Assim é difícil. Sei que as aparências iludem, faz parte daqueles chavões que aprendemos à força nesta vida. Mas porra, não deviam ser os nossos olhos os maiores confidentes do mundo?

Só queria a verdade. Ver as coisas como elas realmente são. Até as redes sociais, com fotografias ao pontapé de tudo o que mexe, começam finalmente a render-se à realidade onde o “sem filtro” traz de volta a beleza perdida.
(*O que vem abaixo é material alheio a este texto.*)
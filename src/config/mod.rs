//! Configuration management subsystem.
//!
//! # Data Flow
//! ```text
//! config file (TOML)
//!     → loader.rs (parse & deserialize)
//!     → validation.rs (semantic checks)
//!     → SiteConfig (validated, immutable)
//! ```
//!
//! # Design Decisions
//! - Config is immutable once loaded
//! - All fields have defaults to allow minimal configs
//! - Validation separates syntactic (serde) from semantic checks and
//!   returns every error, not just the first

pub mod loader;
pub mod schema;
pub mod validation;

pub use loader::{load_config, ConfigError};
pub use schema::SiteConfig;
pub use schema::{ErrorPageConfig, FetchConfig, FiledropConfig, TemplateConfig, WebshareConfig};
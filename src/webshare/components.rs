//! The shared-component registry.

use std::collections::{BTreeMap, BTreeSet};
use std::fs;
use std::path::{Path, PathBuf};

use serde::Serialize;
use thiserror::Error;

use crate::webshare::rcd::{RcdError, RcdFile};

/// Error type for registry loading.
#[derive(Debug, Error)]
pub enum WebshareError {
    #[error("Error in {path}: {source}")]
    Rcd {
        path: PathBuf,
        #[source]
        source: RcdError,
    },

    #[error("Could not read successfully from {0}")]
    Read(PathBuf),

    #[error("In {path}, entry for {name} is missing required field {field}")]
    MissingField {
        path: PathBuf,
        name: String,
        field: &'static str,
    },

    #[error("An alias ({0}) was found which is already a name or alias")]
    DuplicateAlias(String),

    #[error("Invalid space character found in {field} field: \"{value}\"")]
    Space { field: &'static str, value: String },
}

/// A web-accessible file useful to multiple web products: an image, a
/// style sheet, and so on.
#[derive(Debug, Clone, Serialize)]
pub struct SharedComponent {
    name: String,
    url: String,
    aliases: Vec<String>,
    height: Option<String>,
    width: Option<String>,
    alt: Option<String>,
}

impl SharedComponent {
    fn new(name: impl Into<String>, url: impl Into<String>) -> Self {
        Self {
            name: name.into(),
            url: url.into(),
            aliases: Vec::new(),
            height: None,
            width: None,
            alt: None,
        }
    }

    fn add_alias(&mut self, alias: &str) {
        if !self.aliases.iter().any(|known| known == alias) {
            self.aliases.push(alias.to_owned());
        }
    }

    /// Preferred identifier for this component.
    pub fn name(&self) -> &str {
        &self.name
    }

    /// Where this component can be retrieved from.
    pub fn url(&self) -> &str {
        &self.url
    }

    /// Height in pixels, if known.
    pub fn height(&self) -> Option<&str> {
        self.height.as_deref()
    }

    /// Width in pixels, if known.
    pub fn width(&self) -> Option<&str> {
        self.width.as_deref()
    }

    /// Value for the ALT attribute, if one was set.
    pub fn alt(&self) -> Option<&str> {
        self.alt.as_deref()
    }

    /// Non-preferred names for this component.
    pub fn aliases(&self) -> &[String] {
        &self.aliases
    }

    /// An `<IMG>` tag for this component, with whichever optional
    /// attributes are known.
    pub fn img_tag(&self) -> String {
        let mut parts = vec![format!("IMG SRC=\"{}\" BORDER=0", self.url)];
        if let Some(height) = &self.height {
            parts.push(format!("HEIGHT=\"{}\"", height));
        }
        if let Some(width) = &self.width {
            parts.push(format!("WIDTH=\"{}\"", width));
        }
        if let Some(alt) = &self.alt {
            parts.push(format!("ALT=\"{}\"", alt));
        }
        format!("<{}>", parts.join(" "))
    }

    /// A `<LINK>` tag loading this component as a style sheet.
    pub fn style_sheet_tag(&self) -> String {
        format!(
            "<LINK REL=\"stylesheet\" HREF=\"{}\" TYPE=\"text/css\">",
            self.url
        )
    }

    /// The tag appropriate for this component, chosen by the URL's
    /// extension: `.css` means style sheet, anything else an image.
    pub fn html_tag(&self) -> String {
        match self.url.rsplit_once('.') {
            Some((_, ext)) if ext.eq_ignore_ascii_case("css") => self.style_sheet_tag(),
            _ => self.img_tag(),
        }
    }

    /// This component rendered back as one rcd record.
    pub fn to_rcd(&self) -> String {
        let mut lines = vec![
            "[".to_owned(),
            format!("name = {}", self.name),
            format!("url = {}", self.url),
        ];
        if let Some(height) = &self.height {
            lines.push(format!("height = {}", height));
        }
        if let Some(width) = &self.width {
            lines.push(format!("width = {}", width));
        }
        if let Some(alt) = &self.alt {
            lines.push(format!("alt = {}", alt));
        }
        for alias in &self.aliases {
            lines.push(format!("alias = {}", alias));
        }
        lines.push("]".to_owned());
        lines.join("\n")
    }
}

/// Mapping from names and aliases to their [`SharedComponent`]s.
///
/// Names and aliases must be unique across the whole file; duplicates
/// fail loading.
#[derive(Debug, Clone)]
pub struct SharedComponents {
    rcd_path: PathBuf,
    alias_to_name: BTreeMap<String, String>,
    components: BTreeMap<String, SharedComponent>,
}

impl SharedComponents {
    /// Build the registry from the rcd file at `path`.
    pub fn load(path: impl Into<PathBuf>) -> Result<Self, WebshareError> {
        let path = path.into();
        let text =
            fs::read_to_string(&path).map_err(|_| WebshareError::Read(path.clone()))?;
        let rcdfile = RcdFile::parse(&text, "name").map_err(|source| WebshareError::Rcd {
            path: path.clone(),
            source,
        })?;

        // every name and alias lands here so duplicates can be caught
        let mut names_aliases: BTreeSet<String> = BTreeSet::new();
        for name in rcdfile.names() {
            check_no_space("name", name)?;
            names_aliases.insert(name.to_owned());
        }

        let mut alias_to_name = BTreeMap::new();
        let mut components = BTreeMap::new();
        for (name, record) in rcdfile.iter() {
            let url = record.get("url").ok_or_else(|| WebshareError::MissingField {
                path: path.clone(),
                name: name.to_owned(),
                field: "url",
            })?;

            let mut component = SharedComponent::new(name, url);

            for alias in record.get_all("alias") {
                if names_aliases.contains(alias) {
                    return Err(WebshareError::DuplicateAlias(alias.clone()));
                }
                check_no_space("alias", alias)?;
                alias_to_name.insert(alias.clone(), name.to_owned());
                component.add_alias(alias);
                names_aliases.insert(alias.clone());
            }

            component.height = record.get("height").map(str::to_owned);
            component.width = record.get("width").map(str::to_owned);
            component.alt = record.get("alt").map(str::to_owned);

            components.insert(name.to_owned(), component);
        }

        Ok(Self {
            rcd_path: path,
            alias_to_name,
            components,
        })
    }

    /// Look a component up by name or alias.
    pub fn get(&self, name_or_alias: &str) -> Option<&SharedComponent> {
        if let Some(component) = self.components.get(name_or_alias) {
            return Some(component);
        }
        self.alias_to_name
            .get(name_or_alias)
            .and_then(|name| self.components.get(name))
    }

    /// Preferred names of every component.
    pub fn names(&self) -> impl Iterator<Item = &str> {
        self.components.keys().map(String::as_str)
    }

    /// Every alias known to the registry.
    pub fn aliases(&self) -> impl Iterator<Item = &str> {
        self.alias_to_name.keys().map(String::as_str)
    }

    /// The raw contents of the defining rcd file, re-read from disk.
    pub fn rcd_source(&self) -> Result<String, WebshareError> {
        fs::read_to_string(&self.rcd_path).map_err(|_| WebshareError::Read(self.rcd_path.clone()))
    }
}

fn check_no_space(field: &'static str, value: &str) -> Result<(), WebshareError> {
    if value.contains(' ') {
        return Err(WebshareError::Space {
            field,
            value: value.to_owned(),
        });
    }
    Ok(())
}

#[cfg(test)]
mod tests {
    use super::*;
    use std::io::Write;

    fn write_rcd(contents: &str) -> tempfile::NamedTempFile {
        let mut file = tempfile::NamedTempFile::new().unwrap();
        file.write_all(contents.as_bytes()).unwrap();
        file
    }

    const SAMPLE: &str = "\
[
name = logo
url = /images/logo.gif
height = 40
width = 120
alt = Site logo
alias = mainLogo
]
[
name = site_css
url = /css/SITE.CSS
]
";

    #[test]
    fn lookup_by_name_and_alias() {
        let file = write_rcd(SAMPLE);
        let registry = SharedComponents::load(file.path()).unwrap();

        let by_name = registry.get("logo").unwrap();
        let by_alias = registry.get("mainLogo").unwrap();
        assert_eq!(by_name.name(), by_alias.name());
        assert_eq!(by_name.url(), "/images/logo.gif");
        assert!(registry.get("missing").is_none());

        assert_eq!(registry.names().collect::<Vec<_>>(), vec!["logo", "site_css"]);
        assert_eq!(registry.aliases().collect::<Vec<_>>(), vec!["mainLogo"]);
    }

    #[test]
    fn img_tag_carries_optional_attributes() {
        let file = write_rcd(SAMPLE);
        let registry = SharedComponents::load(file.path()).unwrap();
        assert_eq!(
            registry.get("logo").unwrap().img_tag(),
            "<IMG SRC=\"/images/logo.gif\" BORDER=0 HEIGHT=\"40\" WIDTH=\"120\" ALT=\"Site logo\">"
        );
    }

    #[test]
    fn css_extension_picks_the_link_tag() {
        let file = write_rcd(SAMPLE);
        let registry = SharedComponents::load(file.path()).unwrap();
        assert_eq!(
            registry.get("site_css").unwrap().html_tag(),
            "<LINK REL=\"stylesheet\" HREF=\"/css/SITE.CSS\" TYPE=\"text/css\">"
        );
        assert!(registry.get("logo").unwrap().html_tag().starts_with("<IMG"));
    }

    #[test]
    fn record_round_trips_through_rcd_text() {
        let file = write_rcd(SAMPLE);
        let registry = SharedComponents::load(file.path()).unwrap();
        let rendered = registry.get("logo").unwrap().to_rcd();

        let reparsed = RcdFile::parse(&rendered, "name").unwrap();
        let record = reparsed.get("logo").unwrap();
        assert_eq!(record.get("url"), Some("/images/logo.gif"));
        assert_eq!(record.get("height"), Some("40"));
        assert_eq!(record.get_all("alias"), ["mainLogo"]);
    }

    #[test]
    fn duplicate_alias_fails_loading() {
        let text = "[\nname = a\nurl = /a\nalias = b\n]\n[\nname = b\nurl = /b\n]\n";
        let file = write_rcd(text);
        assert!(matches!(
            SharedComponents::load(file.path()),
            Err(WebshareError::DuplicateAlias(alias)) if alias == "b"
        ));
    }

    #[test]
    fn spaces_in_names_fail_loading() {
        let text = "[\nname = bad name\nurl = /x\n]\n";
        let file = write_rcd(text);
        assert!(matches!(
            SharedComponents::load(file.path()),
            Err(WebshareError::Space { field: "name", .. })
        ));
    }

    #[test]
    fn missing_url_fails_loading() {
        let text = "[\nname = a\n]\n";
        let file = write_rcd(text);
        assert!(matches!(
            SharedComponents::load(file.path()),
            Err(WebshareError::MissingField { field: "url", .. })
        ));
    }
}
A verdade é que te vejo de forma distorcida. Sei disso, mas não consigo evitá-lo. Tenho uma imagem tua mais turva do que um bebé que mal vê um metro à sua frente. Sei que não és esse paraíso todo, esse mundo ideal onde sinto que podia ficar centenas de anos. Sei que é mentira. Que os meus olhos me mentem com toda a lata. Mas estou tão apaixonado por eles – ou pelo que eles me mostram de ti – que caio repetidamente no erro de voltar, como quem é traído uma e outra vez mas perdoa sempre.

O amor é cego - é uma verdade. Mas tanto é fogo que arde sem se ver, como vemos algo ardente onde não há nem nunca houve qualquer chama. E um dia isso queima-nos com violência. É que, nesse tal dia, os olhos vão deixar de brincar connosco e falar-nos a sério. E é ai que vou perceber que não és todo esse azul celeste onde nunca há nuvens. Vou perceber que a meteorologia errou contigo e a temperatura vai descer. Vai haver gelo.

Até lá vou vendo episódios desta nossa série. Cada um dá-me mais vontade de ver o próximo, embora saiba que o “season finale” se aproxima a uma velocidade estonteante e reconheça que estás apenas a fazer um papel desenhado por mim. É isso que vejo em ti: uma representação. Mas há momentos em que confundo tudo com a vida real, em que não sei bem de que lado estás, de que lado estamos do ecrã. Admito que há horas em que ponho tudo em causa, em que troco as nossas personagens e já nem sei bem quem é o ator aqui.

E a culpa é deles, dos olhos. É triste que, precisamente aquilo que nos mostra o exterior, nos prive dele com tamanha facilidade. Sou refém do que penso que vejo em ti e, como em todas as histórias de reféns, só uma moeda de troca pode salvar-me. A moeda de troca aqui é essa imagem de ti, da qual eu não abdico. Mesmo que isso me custe os verdadeiros contornos da vida.